Work request >>
Exactly as written, copy the lines that run from the start of the data below to the line containing "always reflects whether", both ends included.

Raw data >>

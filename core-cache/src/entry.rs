//! Cached item records

use bridge_traits::catalog::PhotoDetails;
use chrono::{DateTime, Utc};
use serde::{Deserialize, Serialize};
use std::path::PathBuf;

/// One locally available asset.
///
/// An entry only exists once its object has been durably published in the
/// content store. `pinned` always reflects whether `album_id` is in the
/// manifest's active album set; the manifest recomputes it on every change.
#[derive(Debug, Clone, PartialEq, Eq, Serialize, Deserialize)]
pub struct CacheEntry {
    pub remote_id: String,
    pub album_id: String,
    /// Absolute path of the published object
    pub local_path: PathBuf,
    pub byte_size: u64,
    /// Lowercase hex SHA-256 of the stored bytes
    pub content_hash: String,
    /// Remote fingerprint (`sha256:`, `etag:` or `mtime:` form) at fetch time
    pub remote_version: String,
    pub remote_modified_at: DateTime<Utc>,
    pub fetched_at: DateTime<Utc>,
    pub last_used_at: DateTime<Utc>,
    #[serde(default)]
    pub pinned: bool,
    #[serde(default, skip_serializing_if = "Option::is_none")]
    pub filename: Option<String>,
    #[serde(default, skip_serializing_if = "Option::is_none")]
    pub mime_type: Option<String>,
    /// Caption, place and dimensions as listed at fetch time
    #[serde(default, skip_serializing_if = "PhotoDetails::is_empty")]
    pub details: PhotoDetails,
}

/// Per-item download failure ledger.
#[derive(Debug, Clone, PartialEq, Eq, Serialize, Deserialize)]
pub struct FailureRecord {
    /// Consecutive failures against `fingerprint`
    pub failures: u32,
    /// Remote version the failures were observed against
    pub fingerprint: String,
    pub last_error: String,
    /// Parked items are skipped until their fingerprint changes
    pub parked: bool,
}

impl FailureRecord {
    pub fn first(fingerprint: impl Into<String>, error: impl Into<String>) -> Self {
        Self {
            failures: 1,
            fingerprint: fingerprint.into(),
            last_error: error.into(),
            parked: false,
        }
    }

    /// Whether this record still applies to a remote item at `fingerprint`.
    pub fn matches(&self, fingerprint: &str) -> bool {
        self.fingerprint == fingerprint
    }
}
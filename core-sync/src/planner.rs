//! # Sync Planner
//!
//! Diffs the remote listing against the manifest.
//!
//! Items are keyed by `remote_id` over the union of all active album
//! listings. An item listed in several albums belongs to the first one in
//! active-album order.
//!
//! - new, or changed remotely → `to_fetch`
//! - same content under a different album → `to_relabel`
//! - cached but no longer listed → `to_remove`. Entries of deselected
//!   albums always qualify. Entries of active albums only qualify when every
//!   active album was listed completely, since the item may have moved to a
//!   page that was never read.
//! - everything else is unchanged
//!
//! Change detection prefers the content hash, then the etag, then the
//! modification time. A known size mismatch always means re-fetch.

use bridge_traits::catalog::RemoteItem;
use core_cache::{CacheEntry, ManifestSnapshot};
use std::collections::{BTreeMap, HashSet};
use tracing::debug;

/// Union of album listings gathered during one cycle.
#[derive(Debug, Clone, Default)]
pub struct RemoteSnapshot {
    items: BTreeMap<String, RemoteItem>,
    complete_albums: HashSet<String>,
    listed_albums: Vec<String>,
}

impl RemoteSnapshot {
    pub fn new() -> Self {
        Self::default()
    }

    /// Add one album's listing. Albums must be added in active-album order;
    /// an item already seen under an earlier album keeps that album.
    pub fn add_album(&mut self, album_id: &str, items: Vec<RemoteItem>, complete: bool) {
        for mut item in items {
            if self.items.contains_key(&item.remote_id) {
                continue;
            }
            item.album_id = album_id.to_string();
            self.items.insert(item.remote_id.clone(), item);
        }
        if complete {
            self.complete_albums.insert(album_id.to_string());
        }
        self.listed_albums.push(album_id.to_string());
    }

    pub fn get(&self, remote_id: &str) -> Option<&RemoteItem> {
        self.items.get(remote_id)
    }

    pub fn len(&self) -> usize {
        self.items.len()
    }

    pub fn is_empty(&self) -> bool {
        self.items.is_empty()
    }

    pub fn is_complete(&self, album_id: &str) -> bool {
        self.complete_albums.contains(album_id)
    }

    /// Every listed album was listed to the end.
    pub fn all_complete(&self) -> bool {
        self.listed_albums
            .iter()
            .all(|album| self.complete_albums.contains(album))
    }
}

/// Work computed for one cycle.
#[derive(Debug, Clone, Default, PartialEq, Eq)]
pub struct SyncPlan {
    pub to_fetch: Vec<RemoteItem>,
    pub to_remove: Vec<String>,
    /// `(remote_id, new album_id)`
    pub to_relabel: Vec<(String, String)>,
    /// Failure records of items no longer listed anywhere
    pub stale_failures: Vec<String>,
    pub unchanged_count: u64,
    pub parked_count: u64,
}

pub struct SyncPlanner;

impl SyncPlanner {
    pub fn plan(remote: &RemoteSnapshot, manifest: &ManifestSnapshot) -> SyncPlan {
        let mut plan = SyncPlan::default();
        let active: HashSet<&str> = manifest.active_albums().iter().map(String::as_str).collect();
        let active_complete = active.iter().all(|album| remote.is_complete(album));

        for item in remote.items.values() {
            let cached = manifest.get(&item.remote_id);
            let changed = cached.map_or(true, |entry| needs_fetch(item, entry));

            if changed {
                let parked = manifest
                    .failure(&item.remote_id)
                    .map_or(false, |f| f.parked && f.matches(&item.fingerprint()));
                if parked {
                    debug!(remote_id = %item.remote_id, "Item parked, not fetching");
                    plan.parked_count += 1;
                } else {
                    plan.to_fetch.push(item.clone());
                }
                continue;
            }

            match cached {
                Some(entry) if entry.album_id != item.album_id => {
                    plan.to_relabel
                        .push((item.remote_id.clone(), item.album_id.clone()));
                }
                _ => plan.unchanged_count += 1,
            }
        }

        for entry in manifest.entries() {
            if remote.get(&entry.remote_id).is_some() {
                continue;
            }
            if !active.contains(entry.album_id.as_str()) || active_complete {
                plan.to_remove.push(entry.remote_id.clone());
            }
        }

        if remote.all_complete() {
            plan.stale_failures = manifest
                .failures()
                .filter(|(remote_id, _)| remote.get(remote_id).is_none())
                .map(|(remote_id, _)| remote_id.clone())
                .collect();
        }

        debug!(
            to_fetch = plan.to_fetch.len(),
            to_remove = plan.to_remove.len(),
            to_relabel = plan.to_relabel.len(),
            unchanged = plan.unchanged_count,
            parked = plan.parked_count,
            "Sync plan computed"
        );
        plan
    }
}

/// Whether the cached copy of `item` is out of date.
fn needs_fetch(item: &RemoteItem, entry: &CacheEntry) -> bool {
    if let Some(size) = item.byte_size {
        if size != entry.byte_size {
            return true;
        }
    }

    if let Some(hash) = &item.content_hash {
        return !hash.eq_ignore_ascii_case(&entry.content_hash);
    }

    if item.etag.is_some() {
        return item.fingerprint() != entry.remote_version;
    }

    item.modified_at != entry.remote_modified_at
}

#[cfg(test)]
mod tests {
    use super::*;
    use chrono::{DateTime, TimeZone, Utc};
    use core_cache::{FailureRecord, ManifestChange};
    use std::path::PathBuf;

    fn at(minute: u32) -> DateTime<Utc> {
        Utc.with_ymd_and_hms(2024, 4, 1, 10, minute, 0).unwrap()
    }

    fn item(remote_id: &str, album_id: &str) -> RemoteItem {
        RemoteItem {
            remote_id: remote_id.to_string(),
            album_id: album_id.to_string(),
            content_hash: None,
            etag: None,
            byte_size: None,
            modified_at: at(0),
            download_url: format!("https://photos.example/{}", remote_id),
            filename: None,
            mime_type: None,
            details: Default::default(),
        }
    }

    fn entry_for(item: &RemoteItem, size: u64, content_hash: &str) -> CacheEntry {
        CacheEntry {
            remote_id: item.remote_id.clone(),
            album_id: item.album_id.clone(),
            local_path: PathBuf::from(format!("/cache/objects/00/{}.jpg", item.remote_id)),
            byte_size: size,
            content_hash: content_hash.to_string(),
            remote_version: item.fingerprint(),
            remote_modified_at: item.modified_at,
            fetched_at: at(1),
            last_used_at: at(1),
            pinned: true,
            filename: None,
            mime_type: None,
            details: Default::default(),
        }
    }

    fn manifest(entries: Vec<CacheEntry>, albums: &[&str]) -> ManifestSnapshot {
        ManifestSnapshot::from_entries(entries, albums.iter().map(|a| a.to_string()).collect())
    }

    fn snapshot(albums: Vec<(&str, Vec<RemoteItem>, bool)>) -> RemoteSnapshot {
        let mut remote = RemoteSnapshot::new();
        for (album, items, complete) in albums {
            remote.add_album(album, items, complete);
        }
        remote
    }

    #[test]
    fn test_new_and_unchanged_items() {
        let cached: Vec<RemoteItem> = (0..8).map(|i| item(&format!("p{}", i), "a")).collect();
        let entries = cached.iter().map(|i| entry_for(i, 10, "h")).collect();
        let mut listing = cached.clone();
        listing.push(item("new1", "a"));
        listing.push(item("new2", "a"));

        let plan = SyncPlanner::plan(
            &snapshot(vec![("a", listing, true)]),
            &manifest(entries, &["a"]),
        );

        let ids: Vec<&str> = plan.to_fetch.iter().map(|i| i.remote_id.as_str()).collect();
        assert_eq!(ids, vec!["new1", "new2"]);
        assert_eq!(plan.unchanged_count, 8);
        assert!(plan.to_remove.is_empty());
    }

    #[test]
    fn test_change_detection_order() {
        // content hash wins over etag and timestamps
        let mut hashed = item("h", "a");
        hashed.content_hash = Some("AA11".into());
        hashed.etag = Some("e1".into());
        let entry = entry_for(&hashed, 10, "aa11");
        let mut moved_time = hashed.clone();
        moved_time.modified_at = at(30);
        moved_time.etag = Some("e2".into());
        assert!(!needs_fetch(&moved_time, &entry));
        let mut new_hash = hashed.clone();
        new_hash.content_hash = Some("bb22".into());
        assert!(needs_fetch(&new_hash, &entry));

        // etag when no hash
        let mut tagged = item("t", "a");
        tagged.etag = Some("v1".into());
        let entry = entry_for(&tagged, 10, "x");
        assert!(!needs_fetch(&tagged, &entry));
        let mut retagged = tagged.clone();
        retagged.etag = Some("v2".into());
        assert!(needs_fetch(&retagged, &entry));

        // timestamp as last resort, even with an unchanged size
        let mut plain = item("m", "a");
        plain.byte_size = Some(10);
        let entry = entry_for(&plain, 10, "x");
        assert!(!needs_fetch(&plain, &entry));
        let mut touched = plain.clone();
        touched.modified_at = at(5);
        assert!(needs_fetch(&touched, &entry));

        // size mismatch always refetches
        let mut resized = tagged.clone();
        resized.byte_size = Some(11);
        assert!(needs_fetch(&resized, &entry_for(&tagged, 10, "x")));
    }

    #[test]
    fn test_moved_item_is_relabeled() {
        let original = item("p1", "a");
        let entries = vec![entry_for(&original, 10, "h")];

        let plan = SyncPlanner::plan(
            &snapshot(vec![("a", vec![], true), ("b", vec![item("p1", "b")], true)]),
            &manifest(entries, &["a", "b"]),
        );

        assert_eq!(plan.to_relabel, vec![("p1".to_string(), "b".to_string())]);
        assert!(plan.to_fetch.is_empty());
        assert!(plan.to_remove.is_empty());
    }

    #[test]
    fn test_first_active_album_wins() {
        let plan = SyncPlanner::plan(
            &snapshot(vec![
                ("a", vec![item("p1", "a")], true),
                ("b", vec![item("p1", "b")], true),
            ]),
            &manifest(vec![], &["a", "b"]),
        );
        assert_eq!(plan.to_fetch.len(), 1);
        assert_eq!(plan.to_fetch[0].album_id, "a");
    }

    #[test]
    fn test_removals_respect_incomplete_listings() {
        let in_a = item("gone-a", "a");
        let in_b = item("gone-b", "b");
        let in_old = item("gone-old", "old");
        let entries = vec![
            entry_for(&in_a, 1, "h"),
            entry_for(&in_b, 1, "h"),
            entry_for(&in_old, 1, "h"),
        ];

        let cached = manifest(entries, &["a", "b"]);

        let plan = SyncPlanner::plan(
            &snapshot(vec![("a", vec![], true), ("b", vec![], false)]),
            &cached,
        );
        assert_eq!(plan.to_remove, vec!["gone-old".to_string()]);

        let plan = SyncPlanner::plan(
            &snapshot(vec![("a", vec![], true), ("b", vec![], true)]),
            &cached,
        );
        let mut removed = plan.to_remove.clone();
        removed.sort();
        assert_eq!(removed, vec!["gone-a", "gone-b", "gone-old"]);
    }

    #[test]
    fn test_item_moved_onto_unlisted_page_is_kept() {
        let moved = item("moved", "a");
        let entries = vec![entry_for(&moved, 10, "h")];

        // `a` no longer holds it; `b` failed before reaching its page.
        let plan = SyncPlanner::plan(
            &snapshot(vec![("a", vec![], true), ("b", vec![item("other", "b")], false)]),
            &manifest(entries, &["a", "b"]),
        );

        assert!(plan.to_remove.is_empty());
        assert!(plan.to_relabel.is_empty());
        assert_eq!(plan.to_fetch.len(), 1);
    }

    #[test]
    fn test_unlisted_active_album_blocks_removal() {
        let gone = item("gone", "a");
        let plan = SyncPlanner::plan(
            &snapshot(vec![("a", vec![], true)]),
            &manifest(vec![entry_for(&gone, 10, "h")], &["a", "b"]),
        );
        assert!(plan.to_remove.is_empty());
    }

    #[test]
    fn test_parked_items_skip_until_changed() {
        let mut broken = item("bad", "a");
        broken.etag = Some("v1".into());
        let mut base = manifest(vec![], &["a"]);
        base = apply_failure(base, &broken, 3);

        let plan = SyncPlanner::plan(&snapshot(vec![("a", vec![broken.clone()], true)]), &base);
        assert!(plan.to_fetch.is_empty());
        assert_eq!(plan.parked_count, 1);

        let mut fixed = broken.clone();
        fixed.etag = Some("v2".into());
        let plan = SyncPlanner::plan(&snapshot(vec![("a", vec![fixed], true)]), &base);
        assert_eq!(plan.to_fetch.len(), 1);
        assert_eq!(plan.parked_count, 0);

        let plan = SyncPlanner::plan(&snapshot(vec![("a", vec![], true)]), &base);
        assert_eq!(plan.stale_failures, vec!["bad".to_string()]);
        let plan = SyncPlanner::plan(&snapshot(vec![("a", vec![], false)]), &base);
        assert!(plan.stale_failures.is_empty());
    }

    /// Park `item` by recording `count` failures through a throwaway manifest.
    fn apply_failure(base: ManifestSnapshot, item: &RemoteItem, count: u32) -> ManifestSnapshot {
        let runtime = tokio::runtime::Builder::new_current_thread()
            .enable_all()
            .build()
            .unwrap();
        let path = std::env::temp_dir()
            .join(format!("core-sync-planner-{}", uuid::Uuid::new_v4()))
            .join("manifest.json");
        let manifest = core_cache::CacheManifest::new(&path, base);
        runtime.block_on(async {
            for _ in 0..count {
                manifest
                    .commit(vec![ManifestChange::RecordFailure {
                        remote_id: item.remote_id.clone(),
                        fingerprint: item.fingerprint(),
                        error: "HTTP 500".into(),
                        park_threshold: 3,
                    }])
                    .await
                    .unwrap();
            }
        });
        let snapshot = (*manifest.snapshot()).clone();
        assert_eq!(
            snapshot.failure(&item.remote_id),
            Some(&FailureRecord {
                failures: count,
                fingerprint: item.fingerprint(),
                last_error: "HTTP 500".into(),
                parked: true,
            })
        );
        let _ = std::fs::remove_dir_all(path.parent().unwrap());
        snapshot
    }
}
//! Exponential backoff with full jitter.

use rand::Rng;
use std::time::Duration;

/// Delay before retry number `retry` (0-based).
///
/// Without a server hint the delay is drawn uniformly from
/// `[0, min(cap, base * 2^retry)]`. A `Retry-After` hint replaces the draw
/// but is still clamped to `cap`.
pub fn delay_for(
    retry: u32,
    base: Duration,
    cap: Duration,
    retry_after: Option<Duration>,
) -> Duration {
    if let Some(hint) = retry_after {
        return hint.min(cap);
    }

    let ceiling = ceiling_for(retry, base, cap);
    let ceiling_ms = ceiling.as_millis() as u64;
    if ceiling_ms == 0 {
        return Duration::ZERO;
    }
    Duration::from_millis(rand::thread_rng().gen_range(0..=ceiling_ms))
}

fn ceiling_for(retry: u32, base: Duration, cap: Duration) -> Duration {
    let factor = 2u32.checked_pow(retry).unwrap_or(u32::MAX);
    base.checked_mul(factor).unwrap_or(cap).min(cap)
}

/// Parse a `Retry-After` header given in delta-seconds.
pub fn parse_retry_after(value: Option<&str>) -> Option<Duration> {
    value
        .and_then(|v| v.trim().parse::<u64>().ok())
        .map(Duration::from_secs)
}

Reply to the exercise >>
filename core-cache/src/entry.rs
//! Cached item records

use bridge_traits::catalog::PhotoDetails;
use chrono::{DateTime, Utc};
use serde::{Deserialize, Serialize};
use std::path::PathBuf;

/// One locally available asset.
///
/// An entry only exists once its object has been durably published in the
/// content store. `pinned` always reflects whether `album_id` is in the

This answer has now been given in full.